[R] The elegant way to test if a number is a whole number

Martin Maechler maechler at stat.math.ethz.ch
Fri Sep 9 10:41:10 CEST 2011


>>>>> Marc Schwartz <marc_schwartz at me.com>
>>>>>     on Thu, 8 Sep 2011 15:41:26 -0500 writes:

    > On Sep 8, 2011, at 3:09 PM, David Winsemius wrote:

    >> 
    >> On Sep 8, 2011, at 3:54 PM, Marc Schwartz wrote:
    >> 
    >>> 
    >>> On Sep 8, 2011, at 2:42 PM, David Winsemius wrote:
    >>> 
    >>>> 
    >>>> On Sep 8, 2011, at 3:35 PM, Alexander Engelhardt wrote:
    >>>> 
    >>>>> Am 08.09.2011 20:48, schrieb Marc Schwartz:
>>>>> There was a post from Martin Maechler some years ago and I had to
>>>>> search a bit to find it. For these sorts of issues, I typically trust
>>>>> his judgement.

thank you, Marc!   :-) 

>>>>> The post is here:
>>>>> 
>>>>>  https://stat.ethz.ch/pipermail/r-help/2003-April/032471.html
>>>>> 
>>>>> His solution also handles complex numbers.
    >>>>> 
    >>>>> For those too lazy to follow
    >>>>> He is basically creating the function is.whole:
    >>>>> 
    >>>>> is.whole <- function(x)
    >>>>> is.numeric(x) && floor(x)==x
    >>>> 
    >>>> Are you sure? I thought the test would have been all.equal(x,
    >>>> round(x,0) )

Yes, I was *very* sure that  the is.whole() above should be
exactly what it was:

The purpose was really different.
There, the discussion started from the fact that  
  as.integer(1) gives FALSE in R
and that some people where making a fuzz about the allegedly
poor design of S and R in that regard.

The purpose of the above  is.whole()  
was solely to be a 
concise  *alternative* to is.integer(),
-- which even would work with complex numbers, as Marc
mentioned...
and BTW, instead of floor(), trunc(), or ceiling() or even round()
would have been equally valid.  I had chosen floor() because  in
mathematics, it is the most frequently used of those four functions.

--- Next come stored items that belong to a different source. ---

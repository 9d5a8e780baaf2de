use std::collections::{BTreeSet, HashMap};

use chrono::{DateTime, Utc};
use uuid::Uuid;

use crate::domain::activity::{Activity, ActivityType};
use crate::domain::feed::{ActivityEntry, Cursor, FeedPage, NotificationEntry, PersonalFeedPage};
use crate::domain::profile::{ActorProfile, TargetSnapshot};
use crate::usecase::composer::MessageComposer;
use crate::usecase::contracts::{
    ActivityQuery, ActivityRepository, NotificationRepository, ProfileRepository,
};
use crate::usecase::error::UsecaseError;

pub const DEFAULT_LIMIT: i64 = 20;
pub const MAX_LIMIT: i64 = 100;

/// Decoded paging request. `Invalid` short-circuits to an empty page.
enum PageStart {
    First,
    After(Cursor),
    Invalid,
}

impl PageStart {
    fn parse(cursor: Option<&str>) -> Self {
        match cursor.map(str::trim).filter(|token| !token.is_empty()) {
            None => PageStart::First,
            Some(token) => Cursor::decode(token).map_or(PageStart::Invalid, PageStart::After),
        }
    }
}

/// Splits an over-fetched `limit + 1` result into the page and its next cursor.
fn split_page<T>(mut rows: Vec<T>, limit: usize, key: impl Fn(&T) -> Cursor) -> (Vec<T>, Option<String>) {
    if rows.len() <= limit {
        return (rows, None);
    }
    rows.truncate(limit);
    let next = rows.last().map(|last| key(last).encode());
    (rows, next)
}

/// Narrows the public and per-user feeds by type and time range.
#[derive(Debug, Clone, Default, PartialEq)]
pub struct ActivityFilter {
    /// Empty means any type.
    pub activity_types: Vec<ActivityType>,
    /// Inclusive lower bound.
    pub since: Option<DateTime<Utc>>,
    /// Exclusive upper bound.
    pub until: Option<DateTime<Utc>>,
}

pub struct FeedQueryService<A, N, P>
where
    A: ActivityRepository,
    N: NotificationRepository,
    P: ProfileRepository,
{
    activity_repository: A,
    notification_repository: N,
    profile_repository: P,
    composer: MessageComposer,
}

impl<A, N, P> FeedQueryService<A, N, P>
where
    A: ActivityRepository,
    N: NotificationRepository,
    P: ProfileRepository,
{
    pub fn new(
        activity_repository: A,
        notification_repository: N,
        profile_repository: P,
        composer: MessageComposer,
    ) -> Self {
        Self {
            activity_repository,
            notification_repository,
            profile_repository,
            composer,
        }
    }

    /// The caller's notifications with rendered text, newest first, plus
    /// their unread total. `unread_only` drops notifications already read.
    #[tracing::instrument(skip(self, cursor), fields(%user_id, %limit))]
    pub async fn get_personal_feed(
        &self,
        user_id: Uuid,
        unread_only: bool,
        cursor: Option<&str>,
        limit: i64,
    ) -> Result<PersonalFeedPage, UsecaseError> {
        tracing::debug!("loading personal feed");

        let unread_count = self.notification_repository.count_unread(user_id).await?;

        let before = match PageStart::parse(cursor) {
            PageStart::First => None,
            PageStart::After(cursor) => Some(cursor),
            PageStart::Invalid => {
                tracing::debug!("invalid cursor, returning empty page");
                return Ok(PersonalFeedPage {
                    page: FeedPage::empty(),
                    unread_count,
                });
            }
        };
        let limit = clamp_limit(limit);

        let rows = self
            .notification_repository
            .list_for_recipient(user_id, before, unread_only, limit + 1)
            .await?;
        let (rows, next_cursor) = split_page(rows, limit as usize, |row| {
            Cursor::new(row.notification.created_at, row.notification.id)
        });

        let actors = self.load_actors(rows.iter().map(|row| &row.activity)).await?;
        let items = rows
            .into_iter()
            .map(|row| {
                let actor = actors.get(&row.activity.actor_id).cloned();
                let message = self.composer.compose(
                    &row.notification,
                    &row.activity,
                    actor.as_ref(),
                    &TargetSnapshot::from_activity(&row.activity),
                );
                NotificationEntry {
                    notification: row.notification,
                    activity: row.activity,
                    actor,
                    message,
                }
            })
            .collect::<Vec<_>>();

        tracing::debug!(count = items.len(), has_more = next_cursor.is_some(), unread_count, "personal feed loaded");
        Ok(PersonalFeedPage {
            page: FeedPage { items, next_cursor },
            unread_count,
        })
    }

    #[tracing::instrument(skip(self, cursor), fields(?filter, %limit))]
    pub async fn get_public_feed(
        &self,
        filter: &ActivityFilter,
        cursor: Option<&str>,
        limit: i64,
    ) -> Result<FeedPage<ActivityEntry>, UsecaseError> {
        tracing::debug!("loading public feed");
        self.activity_page(None, filter, cursor, limit).await
    }

    #[tracing::instrument(skip(self, cursor), fields(%username, ?filter, %limit))]
    pub async fn get_user_activity(
        &self,
        username: &str,
        filter: &ActivityFilter,
        cursor: Option<&str>,
        limit: i64,
    ) -> Result<FeedPage<ActivityEntry>, UsecaseError> {
        tracing::debug!("loading user activity");

        let profile = self
            .profile_repository
            .find_by_username(username)
            .await?
            .ok_or_else(|| UsecaseError::NotFound(format!("User {username}")))?;

        self.activity_page(Some(profile.id), filter, cursor, limit).await
    }

    async fn activity_page(
        &self,
        actor_id: Option<Uuid>,
        filter: &ActivityFilter,
        cursor: Option<&str>,
        limit: i64,
    ) -> Result<FeedPage<ActivityEntry>, UsecaseError> {
        let before = match PageStart::parse(cursor) {
            PageStart::First => None,
            PageStart::After(cursor) => Some(cursor),
            PageStart::Invalid => {
                tracing::debug!("invalid cursor, returning empty page");
                return Ok(FeedPage::empty());
            }
        };
        let limit = clamp_limit(limit);

        let query = ActivityQuery {
            actor_id,
            activity_types: filter.activity_types.clone(),
            since: filter.since,
            until: filter.until,
            before,
            limit: limit + 1,
        };
        let activities = self.activity_repository.query(&query).await?;
        let (activities, next_cursor) =
            split_page(activities, limit as usize, |a| Cursor::new(a.created_at, a.id));

        let actors = self.load_actors(activities.iter()).await?;
        let items = activities
            .into_iter()
            .map(|activity| ActivityEntry {
                actor: actors.get(&activity.actor_id).cloned(),
                activity,
            })
            .collect::<Vec<_>>();

        tracing::debug!(count = items.len(), has_more = next_cursor.is_some(), "activity page loaded");
        Ok(FeedPage { items, next_cursor })
    }

    /// One lookup for all distinct actors on the page.
    async fn load_actors<'a>(
        &self,
        activities: impl Iterator<Item = &'a Activity>,
    ) -> Result<HashMap<Uuid, ActorProfile>, UsecaseError> {
        let ids: Vec<Uuid> = activities
            .map(|a| a.actor_id)
            .collect::<BTreeSet<_>>()
            .into_iter()
            .collect();
        if ids.is_empty() {
            return Ok(HashMap::new());
        }

        let profiles = self.profile_repository.find_by_ids(&ids).await?;
        Ok(profiles.into_iter().map(|p| (p.id, p)).collect())
    }
}

pub fn clamp_limit(limit: i64) -> i64 {
    limit.clamp(1, MAX_LIMIT)
}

Your topic below ... about accidental rounding or not with
floating point arithmetic is an entirely different issue,
*and* I agree that a solution to your problem should be based on
the same calculations as all.equal.numeric() .. and hence will
be considerably more involved if it should "work" in all border
cases.

Martin Maechler, ETH Zurich


    >>>> My reasoning was that 1.999999999999 should be considered 2 but
    >>>> floor would make it 1.
    >>> 
    >>> David, I am confuzzled. Why would that be equal to 2?
    >> 
    >> So that sqrt(3) * sqrt(3) would be a "whole number". (It is true the
    >> the floor based wholeness criterion would make sqrt(2)*sqrt(2)
    >> 
    >> Somehow it doesn't see "right" that only half of square roots of
    >> integers that have been squared should pass the wholeness test:
    >> 
    >> > is.whole <- function(a, tol = 1e-7) {
    >> +    is.eq <- function(x,y) {
    >> + 	 r <- all.equal(x,y, tol=tol)
    >> + 	 is.logical(r) && r
    >> +    }
    >> +    (is.numeric(a) && is.eq(a, floor(a))) ||
    >> +    (is.complex(a) && {ri <- c(Re(a),Im(a)); is.eq(ri, floor(ri))})
    >> + }
    >> > is.whole( sqrt(2)^2 )
    >> [1] TRUE
    >> > is.whole( sqrt(3)^2  )
    >> [1] FALSE
    >> 

    > <snip content>

    > OK. I suspect it may down to what assumptions one is willing to make,
    > including the level of tolerance used for the comparison.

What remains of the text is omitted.